use crate::varying::ir::{self, VaryingNode};
use crate::varying::semantic::{VaryingSemantic, evaluate};

/// Rewrites `lerp(x, y, s)` as `(1 + -1 * s) * x + s * y`; identity on everything else.
///
/// Operands are lowered before their parent, so one pass leaves no `Lerp` anywhere.
#[derive(Clone, Copy, Debug, Default)]
pub struct LowerLerp;

impl VaryingSemantic for LowerLerp {
    type Output = VaryingNode;

    fn symbol(&self, _node: &VaryingNode) -> VaryingNode {
        ir::symbol()
    }

    fn random(&self, _node: &VaryingNode) -> VaryingNode {
        ir::random()
    }

    fn literal(&self, _node: &VaryingNode, value: f32) -> VaryingNode {
        ir::literal(value)
    }

    fn add(&self, _node: &VaryingNode, left: VaryingNode, right: VaryingNode) -> VaryingNode {
        ir::add(left, right)
    }

    fn multiply(&self, _node: &VaryingNode, left: VaryingNode, right: VaryingNode) -> VaryingNode {
        ir::multiply(left, right)
    }

    fn lerp(
        &self,
        _node: &VaryingNode,
        x: VaryingNode,
        y: VaryingNode,
        s: VaryingNode,
    ) -> VaryingNode {
        let one_minus_s = ir::add(
            ir::literal(1.0),
            ir::multiply(ir::literal(-1.0), s.clone()),
        );
        ir::add(ir::multiply(one_minus_s, x), ir::multiply(s, y))
    }
}

/// Eliminate every `Lerp` from `node`.
pub fn lower(node: &VaryingNode) -> VaryingNode {
    let lowered = evaluate(node, &LowerLerp);
    debug_assert!(!contains_lerp(&lowered));
    lowered
}

struct FindLerp;

impl VaryingSemantic for FindLerp {
    type Output = bool;

    fn symbol(&self, _node: &VaryingNode) -> bool {
        false
    }

    fn random(&self, _node: &VaryingNode) -> bool {
        false
    }

    fn literal(&self, _node: &VaryingNode, _value: f32) -> bool {
        false
    }

    fn add(&self, _node: &VaryingNode, left: bool, right: bool) -> bool {
        left || right
    }

    fn multiply(&self, _node: &VaryingNode, left: bool, right: bool) -> bool {
        left || right
    }

    fn lerp(&self, _node: &VaryingNode, _x: bool, _y: bool, _s: bool) -> bool {
        true
    }
}

/// Return `true` when `node` still has a `Lerp` somewhere.
pub fn contains_lerp(node: &VaryingNode) -> bool {
    evaluate(node, &FindLerp)
}

#[cfg(test)]
#[path = "../../tests/unit/varying/lower.rs"]
mod tests;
- - -
[What is expected]: Work out how many lines of the data above hold the word "VaryingSemantic", and write only the count.

[Task answer]: 3